Patrick Curran Highlights Humor, Chaos, and Failed State’s JDIFF Run

Patrick Curran

As Failed State heads to JDIFF, Patrick Curran sheds light on the film’s distinct blend of conspiracy, absurdity, and sharp humor. In this interview, the actor reflects on shaping Meyer within the project’s intentional chaos, the charged dynamic among the cast, and the importance of film festivals as a space for independent films and bold creative voices to find their audience.

Failed State dives into a world of conspiracies and absurdity with a lot of humor. What stood out to you most when you first read the script?

Matt’s writing always goes for the jugular, usually in a straight line, and Failed State was no exception. I was lucky enough to be involved in the project before the feature script was even finished, so I got to see the absurdity of it all stack on top of itself. Good writing pits heroes against impossible obstacles. Matt’s writing puts his heroes in front of Everest with nothing but a pair of flip flops. His characters need to find eighteen different ways to use those flip flops to get over the mountain. The script is a symphony of madness, some wild hybrid of Sorkin-esque dialogue with the surrealist absurdity of Lynch. I think I just wanted to be around to see if he could pull it off. And he did.

In comedies like this, rhythm and precision are often essential. What was it like finding the right tone for your performance within this intentional chaos?

I’m not sure Matt knows it or not, but his dialogue is excessively difficult to memorize. That’s not a knock, that’s just down to the musicality of the way he writes. He’s such a talent, and his scripts are always so yummy to read on the page, and they are so hard to get into my body. The rhythms, the cadence, the intellect, the punch of it all. It’s a perfect caldron of prose that makes matching my rhythm as an actor and his rhythm as a writer a real challenge. It’s also what makes his dialogue so strong. For me, Matt knew I struggled to get inside memorizing his work, so he trusted me to find Meyer in my own way. I honored his work as best I could. I let his script be the North Star for the character, and then he let me play. The result was that intentional chaos, which seemed be reflective of the piece at large, but also was working for Meyer from day one. Without Matt’s trust in me, none of that would have landed in the frames. The best writers become very generous collaborators on set, and any right tone we found on the day was down to his direction and his faith in me.

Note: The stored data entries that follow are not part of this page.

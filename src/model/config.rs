use serde::{Deserialize, Serialize};

/// Default task file, relative to the config directory
pub const DEFAULT_STORAGE_PATH: &str = "tasks.txt";

/// Configuration from todo.toml
#[derive(Debug, Clone, Default, Serialize, Deserialize)]
pub struct Config {
    #[serde(default)]
    pub storage: StorageConfig,
}

#[derive(Debug, Clone, Serialize, Deserialize)]
pub struct StorageConfig {
    /// Location of the task file. Relative paths resolve against the
    /// directory holding todo.toml.
    #[serde(default = "default_storage_path")]
    pub path: String,
}

impl Default for StorageConfig {
    fn default() -> Self {
        StorageConfig {
            path: default_storage_path(),
        }
    }
}

fn default_storage_path() -> String {
    DEFAULT_STORAGE_PATH.to_string()
}
mod init;
pub use init::cmd_init;

use std::io::Write;
use std::path::{Path, PathBuf};

use crate::cli::commands::*;
use crate::cli::output::*;
use crate::io::config_io::{self, ConfigError};
use crate::io::{recovery, task_io};
use crate::model::config::{Config, DEFAULT_STORAGE_PATH};
use crate::model::task::{Priority, TaskDraft, TaskRef};
use crate::ops::task_ops::{TaskError, TaskStore};
use crate::parse::format_deadline;

type CmdResult = Result<(), Box<dyn std::error::Error>>;

/// Default number of entries shown by `recovery`
const RECOVERY_LIMIT: usize = 10;

// ---------------------------------------------------------------------------
// Context
// ---------------------------------------------------------------------------

/// Where this invocation reads its config from and keeps its tasks.
pub struct Context {
    /// The todo.toml in effect, if any
    pub config_path: Option<PathBuf>,
    pub config: Config,
    /// Resolved task file location
    pub storage_path: PathBuf,
}

impl Context {
    /// Resolve config and storage from the global flags and the working
    /// directory. `--storage` wins over `storage.path`, which wins over
    /// `tasks.txt` in the working directory.
    pub fn resolve(config_flag: Option<&str>, storage_flag: Option<&str>) -> Result<Context, ConfigError> {
        let cwd = std::env::current_dir().map_err(|e| ConfigError::ReadError {
            path: PathBuf::from("."),
            source: e,
        })?;

        let config_path = match config_flag {
            Some(p) => Some(cwd.join(p)),
            None => config_io::discover_config(&cwd),
        };

        let (config, configured_storage) = match &config_path {
            Some(path) => {
                let (config, _) = config_io::read_config(path)?;
                let storage = config_io::resolve_storage_path(&config, path);
                (config, storage)
            }
            None => (Config::default(), cwd.join(DEFAULT_STORAGE_PATH)),
        };

        let storage_path = match storage_flag {
            Some(p) => cwd.join(p),
            None => configured_storage,
        };

        tracing::debug!(
            config = ?config_path,
            storage = %storage_path.display(),
            "resolved context"
        );

        Ok(Context {
            config_path,
            config,
            storage_path,
        })
    }

    fn recovery_dir(&self) -> &Path {
        recovery::parent_dir(&self.storage_path)
    }

    fn load_store(&self) -> Result<TaskStore, task_io::StorageError> {
        task_io::load_tasks(&self.storage_path).map(TaskStore::from_tasks)
    }

    fn save_store(&self, store: &TaskStore) -> Result<(), task_io::StorageError> {
        task_io::save_tasks(&self.storage_path, store.tasks())
    }
}

// ---------------------------------------------------------------------------
// Dispatch
// ---------------------------------------------------------------------------

pub fn dispatch(cli: Cli) -> CmdResult {
    let json = cli.json;

    match cli.command {
        // Init runs before any config exists
        Commands::Init(args) => cmd_init(args),
        command => {
            let ctx = Context::resolve(cli.config.as_deref(), cli.storage.as_deref())?;
            run(&ctx, command, json)
        }
    }
}

fn run(ctx: &Context, command: Commands, json: bool) -> CmdResult {
    match command {
        Commands::Init(args) => cmd_init(args),

        // Read commands
        Commands::List => cmd_list(ctx, json),
        Commands::Stats => cmd_stats(ctx, json),

        // Write commands
        Commands::Add(args) => cmd_add(ctx, args),
        Commands::Edit(args) => cmd_edit(ctx, args),
        Commands::Remove(args) => cmd_remove(ctx, args),
        Commands::Done(args) => cmd_done(ctx, args),
        Commands::Sort(args) => cmd_sort(ctx, args, json),

        // Maintenance
        Commands::Config(args) => cmd_config(ctx, args, json),
        Commands::Recovery(args) => cmd_recovery(ctx, args, json),
    }
}

// ---------------------------------------------------------------------------
// Helpers
// ---------------------------------------------------------------------------

fn parse_priority(text: &str) -> Result<Priority, Box<dyn std::error::Error>> {
    Ok(text.parse::<Priority>()?)
}

/// Print the list the way `list` does
fn print_task_list(store: &TaskStore, json: bool) -> CmdResult {
    if json {
        println!("{}", serde_json::to_string_pretty(&tasks_to_json(store.tasks()))?);
        return Ok(());
    }

    if store.is_empty() {
        println!("No tasks.");
    } else {
        let color = use_color();
        for (line, task) in format_task_list(store.tasks()).iter().zip(store.tasks()) {
            if color {
                println!("{}", style_task_line(line, task));
            } else {
                println!("{}", line);
            }
        }
        println!();
    }
    println!("{}", store.summary());
    Ok(())
}

/// The instant `days` days ago, if it is representable
fn prune_cutoff(days: u32) -> Result<chrono::DateTime<chrono::Utc>, String> {
    chrono::Duration::try_days(i64::from(days))
        .and_then(|age| chrono::Utc::now().checked_sub_signed(age))
        .ok_or_else(|| format!("--days {} reaches past the earliest supported date", days))
}

/// Ask on stderr and read a y/n answer from stdin
fn confirm(prompt: &str) -> Result<bool, std::io::Error> {
    eprint!("{} [y/n] ", prompt);
    std::io::stderr().flush()?;
    let mut input = String::new();
    std::io::stdin().read_line(&mut input)?;
    Ok(input.trim().eq_ignore_ascii_case("y"))
}

// ---------------------------------------------------------------------------
// Read commands
// ---------------------------------------------------------------------------

fn cmd_list(ctx: &Context, json: bool) -> CmdResult {
    let store = ctx.load_store()?;
    print_task_list(&store, json)
}

fn cmd_stats(ctx: &Context, json: bool) -> CmdResult {
    let store = ctx.load_store()?;
    let summary = store.summary();
    if json {
        println!(
            "{}",
            serde_json::to_string_pretty(&stats_to_json(summary, store.tasks()))?
        );
    } else {
        for line in format_stats(summary, store.tasks()) {
            println!("{}", line);
        }
    }
    Ok(())
}

// ---------------------------------------------------------------------------
// Write commands
// ---------------------------------------------------------------------------

fn cmd_add(ctx: &Context, args: AddArgs) -> CmdResult {
    let priority = parse_priority(&args.priority)?;
    let mut store = ctx.load_store()?;

    let task = store.add(TaskDraft::new(args.name, priority, args.deadline))?;

    ctx.save_store(&store)?;
    println!("Added: {}", format_task_line(&task));
    Ok(())
}

fn cmd_edit(ctx: &Context, args: EditArgs) -> CmdResult {
    let task_ref = TaskRef::from_user_input(&args.task);
    let mut store = ctx.load_store()?;

    // Omitted fields keep their current values
    let current = store
        .get(&task_ref)
        .ok_or_else(|| TaskError::NotFound(task_ref.to_string()))?
        .clone();
    let priority = match args.priority {
        Some(ref p) => parse_priority(p)?,
        None => current.priority,
    };
    let draft = TaskDraft::new(
        args.name.unwrap_or(current.name),
        priority,
        args.deadline.unwrap_or_else(|| format_deadline(current.deadline)),
    );
    let new_name = draft.name.trim().to_string();

    store.edit(&task_ref, draft)?;

    ctx.save_store(&store)?;
    println!("Updated: {}", new_name);
    Ok(())
}

fn cmd_remove(ctx: &Context, args: RemoveArgs) -> CmdResult {
    let task_ref = TaskRef::from_user_input(&args.task);
    let mut store = ctx.load_store()?;

    let name = store
        .get(&task_ref)
        .map(|t| t.name.clone())
        .ok_or_else(|| TaskError::NotFound(task_ref.to_string()))?;

    if !args.yes && !confirm(&format!("Are you sure you want to delete '{}'?", name))? {
        println!("cancelled");
        return Ok(());
    }

    let removed = store.remove(&task_ref)?;

    ctx.save_store(&store)?;
    println!("Removed: {}", removed.name);
    Ok(())
}

fn cmd_done(ctx: &Context, args: DoneArgs) -> CmdResult {
    let task_ref = TaskRef::from_user_input(&args.task);
    let mut store = ctx.load_store()?;

    store.mark_complete(&task_ref)?;

    ctx.save_store(&store)?;
    if let Some(task) = store.tasks().last() {
        println!("Completed: {}", task.name);
    }
    Ok(())
}

fn cmd_sort(ctx: &Context, args: SortArgs, json: bool) -> CmdResult {
    let mut store = ctx.load_store()?;

    match args.by {
        SortKey::Deadline => store.sort_by_deadline(),
        SortKey::Priority => store.sort_by_priority(),
    }

    ctx.save_store(&store)?;
    print_task_list(&store, json)
}

// ---------------------------------------------------------------------------
// Maintenance
// ---------------------------------------------------------------------------

fn cmd_config(ctx: &Context, args: ConfigCmd, json: bool) -> CmdResult {
    match args.action {
        None => {
            if json {
                let value = serde_json::json!({
                    "config": ctx.config_path.as_ref().map(|p| p.display().to_string()),
                    "storage": {
                        "path": ctx.config.storage.path,
                        "resolved": ctx.storage_path.display().to_string(),
                    },
                });
                println!("{}", serde_json::to_string_pretty(&value)?);
            } else {
                match &ctx.config_path {
                    Some(path) => println!("config: {}", path.display()),
                    None => println!("config: (none, using defaults)"),
                }
                println!("storage.path: {}", ctx.storage_path.display());
            }
            Ok(())
        }
        Some(ConfigAction::StoragePath(sp)) => match sp.path {
            None => {
                println!("{}", ctx.storage_path.display());
                Ok(())
            }
            Some(new_path) => {
                if new_path.trim().is_empty() {
                    return Err("storage path cannot be empty".into());
                }
                let config_path = ctx
                    .config_path
                    .as_ref()
                    .ok_or("no todo.toml found (run `todo init` first)")?;
                let (_, mut doc) = config_io::read_config(config_path)?;
                config_io::set_storage_path(&mut doc, &new_path);
                config_io::write_config(config_path, &doc)?;
                println!("storage.path = {}", new_path);
                Ok(())
            }
        },
    }
}

fn cmd_recovery(ctx: &Context, args: RecoveryCmd, json: bool) -> CmdResult {
    let dir = ctx.recovery_dir();

    match args.action {
        Some(RecoveryAction::Path) => {
            println!("{}", recovery::recovery_log_path(dir).display());
            Ok(())
        }
        Some(RecoveryAction::Prune(prune)) => {
            let before = if prune.all {
                None
            } else {
                let days = prune.days.unwrap_or(recovery::PRUNE_AGE_DAYS);
                Some(prune_cutoff(days)?)
            };
            let removed = recovery::prune_recovery(dir, before, prune.all)?;
            println!("pruned {} entries", removed);
            Ok(())
        }
        None => {
            let limit = args.limit.unwrap_or(RECOVERY_LIMIT);
            let entries = recovery::read_recovery_entries(dir, Some(limit));
            if json {
                let values: Vec<serde_json::Value> = entries.iter().map(|e| e.to_json()).collect();
                println!("{}", serde_json::to_string_pretty(&values)?);
            } else if entries.is_empty() {
                println!("No recovery entries.");
            } else {
                for entry in &entries {
                    print!("{}", entry.to_markdown());
                }
            }
            Ok(())
        }
    }
}
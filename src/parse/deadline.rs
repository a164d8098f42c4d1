use std::sync::LazyLock;

use chrono::NaiveDate;
use regex::Regex;

/// Deadline format used both on disk and for user input: `dd-MM-yyyy`
pub const DEADLINE_FORMAT: &str = "%d-%m-%Y";

/// Zero-padded day, month and four-digit year. chrono alone accepts
/// unpadded fields and signed years, so the shape is checked first.
static DEADLINE_SHAPE: LazyLock<Regex> =
    LazyLock::new(|| Regex::new(r"^\d{2}-\d{2}-\d{4}$").expect("deadline pattern is valid"));

/// Error for deadline text that is not a strict `dd-MM-yyyy` date
#[derive(Debug, Clone, PartialEq, Eq, thiserror::Error)]
pub enum DateError {
    #[error("invalid date format '{0}', use dd-MM-yyyy")]
    Malformed(String),
    #[error("'{0}' is not a calendar date")]
    NotADate(String),
}

/// Parse a deadline strictly: `25-12-2025` is accepted, `25-12-25`,
/// `5-1-2025` and `31-02-2025` are not.
pub fn parse_deadline(text: &str) -> Result<NaiveDate, DateError> {
    if !DEADLINE_SHAPE.is_match(text) {
        return Err(DateError::Malformed(text.to_string()));
    }
    NaiveDate::parse_from_str(text, DEADLINE_FORMAT).map_err(|_| DateError::NotADate(text.to_string()))
}

/// Format a deadline as `dd-MM-yyyy`
pub fn format_deadline(date: NaiveDate) -> String {
    date.format(DEADLINE_FORMAT).to_string()
}
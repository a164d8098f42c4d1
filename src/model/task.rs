use std::fmt;
use std::str::FromStr;

use chrono::NaiveDate;
use serde::{Deserialize, Serialize};

/// Task priority. Declaration order is rank order: High sorts first.
#[derive(Debug, Clone, Copy, PartialEq, Eq, PartialOrd, Ord, Hash, Serialize, Deserialize)]
pub enum Priority {
    High,
    Medium,
    Low,
}

impl Priority {
    pub const ALL: [Priority; 3] = [Priority::High, Priority::Medium, Priority::Low];

    /// Integer rank used for sorting (High = 1, Medium = 2, Low = 3)
    pub fn rank(self) -> u8 {
        match self {
            Priority::High => 1,
            Priority::Medium => 2,
            Priority::Low => 3,
        }
    }

    /// The literal written to the task file
    pub fn as_str(self) -> &'static str {
        match self {
            Priority::High => "High",
            Priority::Medium => "Medium",
            Priority::Low => "Low",
        }
    }

    /// Read the literal stored in the task file. Only `High` and `Medium`
    /// are recognized exactly; any other text ranks as Low.
    pub fn from_stored(s: &str) -> Priority {
        match s {
            "High" => Priority::High,
            "Medium" => Priority::Medium,
            _ => Priority::Low,
        }
    }
}

impl fmt::Display for Priority {
    fn fmt(&self, f: &mut fmt::Formatter<'_>) -> fmt::Result {
        f.write_str(self.as_str())
    }
}

/// Error for priority text typed by a user
#[derive(Debug, Clone, PartialEq, Eq, thiserror::Error)]
#[error("unknown priority '{0}' (expected high, medium or low)")]
pub struct UnknownPriority(pub String);

/// User input is matched case-insensitively; `h`/`m`/`l` are accepted too.
impl FromStr for Priority {
    type Err = UnknownPriority;

    fn from_str(s: &str) -> Result<Self, Self::Err> {
        match s.trim().to_ascii_lowercase().as_str() {
            "high" | "h" => Ok(Priority::High),
            "medium" | "med" | "m" => Ok(Priority::Medium),
            "low" | "l" => Ok(Priority::Low),
            _ => Err(UnknownPriority(s.to_string())),
        }
    }
}

/// A single to-do item
#[derive(Debug, Clone, PartialEq, Eq, Serialize, Deserialize)]
pub struct Task {
    pub name: String,
    pub priority: Priority,
    pub completed: bool,
    pub deadline: NaiveDate,
}

impl Task {
    /// Create a pending task
    pub fn new(name: impl Into<String>, priority: Priority, deadline: NaiveDate) -> Self {
        Task {
            name: name.into(),
            priority,
            completed: false,
            deadline,
        }
    }

    /// Case-insensitive name comparison, used for duplicate checks and lookups
    pub fn name_matches(&self, other: &str) -> bool {
        self.name.to_lowercase() == other.trim().to_lowercase()
    }
}

/// Raw values submitted for an add or edit, before validation.
#[derive(Debug, Clone, PartialEq, Eq)]
pub struct TaskDraft {
    pub name: String,
    pub priority: Priority,
    /// Deadline text in `dd-MM-yyyy`
    pub deadline: String,
}

impl TaskDraft {
    pub fn new(name: impl Into<String>, priority: Priority, deadline: impl Into<String>) -> Self {
        TaskDraft {
            name: name.into(),
            priority,
            deadline: deadline.into(),
        }
    }
}

/// Counts shown under the task list
#[derive(Debug, Clone, Copy, Default, PartialEq, Eq, Serialize)]
pub struct Summary {
    pub total: usize,
    pub completed: usize,
}

impl Summary {
    pub fn pending(&self) -> usize {
        self.total - self.completed
    }
}

impl fmt::Display for Summary {
    fn fmt(&self, f: &mut fmt::Formatter<'_>) -> fmt::Result {
        write!(f, "Total Tasks: {} | Completed: {}", self.total, self.completed)
    }
}

/// How a caller addresses a task in the store
#[derive(Debug, Clone, PartialEq, Eq)]
pub enum TaskRef {
    /// 0-based index in the current order
    Position(usize),
    /// Case-insensitive name
    Name(String),
}

impl TaskRef {
    /// Parse a user-supplied reference: a 1-based number without leading
    /// zeros selects by position, anything else selects by name. A position
    /// past the end of the list falls back to a task with that number as
    /// its name (see `TaskStore::get`).
    pub fn from_user_input(s: &str) -> TaskRef {
        let trimmed = s.trim();
        if trimmed.starts_with('0') || trimmed.starts_with('+') {
            return TaskRef::Name(trimmed.to_string());
        }
        match trimmed.parse::<usize>() {
            Ok(n) if n > 0 => TaskRef::Position(n - 1),
            _ => TaskRef::Name(trimmed.to_string()),
        }
    }
}

impl fmt::Display for TaskRef {
    fn fmt(&self, f: &mut fmt::Formatter<'_>) -> fmt::Result {
        match self {
            TaskRef::Position(i) => write!(f, "#{}", i + 1),
            TaskRef::Name(name) => write!(f, "'{}'", name),
        }
    }
}

#[cfg(test)]
mod tests {
    use super::*;

    #[test]
    fn test_priority_rank_order() {
        assert!(Priority::High < Priority::Medium);
        assert!(Priority::Medium < Priority::Low);
        assert_eq!(
            Priority::ALL.map(Priority::rank),
            [1, 2, 3]
        );
    }

    #[test]
    fn test_stored_priority_is_case_sensitive() {
        assert_eq!(Priority::from_stored("Medium"), Priority::Medium);
        assert_eq!(Priority::from_stored("medium"), Priority::Low);
        assert_eq!(Priority::from_stored("HIGH"), Priority::Low);
    }

    #[test]
    fn test_priority_user_input() {
        assert_eq!("HIGH".parse::<Priority>(), Ok(Priority::High));
        assert_eq!(" low ".parse::<Priority>(), Ok(Priority::Low));
        assert_eq!("m".parse::<Priority>(), Ok(Priority::Medium));
        assert!("urgent".parse::<Priority>().is_err());
    }

    #[test]
    fn test_name_matches_ignores_case() {
        let date = NaiveDate::from_ymd_opt(2030, 1, 1).unwrap();
        let task = Task::new("Buy Milk", Priority::High, date);
        assert!(task.name_matches("buy milk"));
        assert!(task.name_matches("BUY MILK "));
        assert!(!task.name_matches("buy bread"));
    }

    #[test]
    fn test_task_ref_from_user_input() {
        assert_eq!(TaskRef::from_user_input("1"), TaskRef::Position(0));
        assert_eq!(TaskRef::from_user_input("12"), TaskRef::Position(11));
        assert_eq!(TaskRef::from_user_input("0"), TaskRef::Name("0".into()));
        assert_eq!(TaskRef::from_user_input("007"), TaskRef::Name("007".into()));
        assert_eq!(TaskRef::from_user_input("+3"), TaskRef::Name("+3".into()));
        assert_eq!(
            TaskRef::from_user_input(" Pay rent "),
            TaskRef::Name("Pay rent".into())
        );
    }

    #[test]
    fn test_summary_display() {
        let s = Summary {
            total: 5,
            completed: 2,
        };
        assert_eq!(s.to_string(), "Total Tasks: 5 | Completed: 2");
        assert_eq!(s.pending(), 3);
    }
}
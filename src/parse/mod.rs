pub mod deadline;
pub mod task_parser;
pub mod task_serializer;

pub use deadline::{DateError, format_deadline, parse_deadline};
pub use task_parser::{DroppedLine, LineError, LineFault, ParsedTasks, parse_task_file, parse_task_line};
pub use task_serializer::{serialize_task, serialize_tasks};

Your character exists in a story where everything seems to escalate quickly into the improbable. How did you work to keep emotional truth in the middle of the absurdity?

We found the emotional truth of Meyer by deciding to believe Meyer. I was on team Meyer from the jump. The stakes are so high for him in Failed State, even if his stakes are ultimately not that important to anyone else, or to the story. Everything he’s worried about is life and death for him. When you commit to those truths, the rest of it comes out in the writing. I played Meyer as honest as I could, and Matt’s story brought Meyer the rest of the way.

The film plays with themes like manipulation, media, and power. Do you think the comedy also reveals something deeper about the world we live in now?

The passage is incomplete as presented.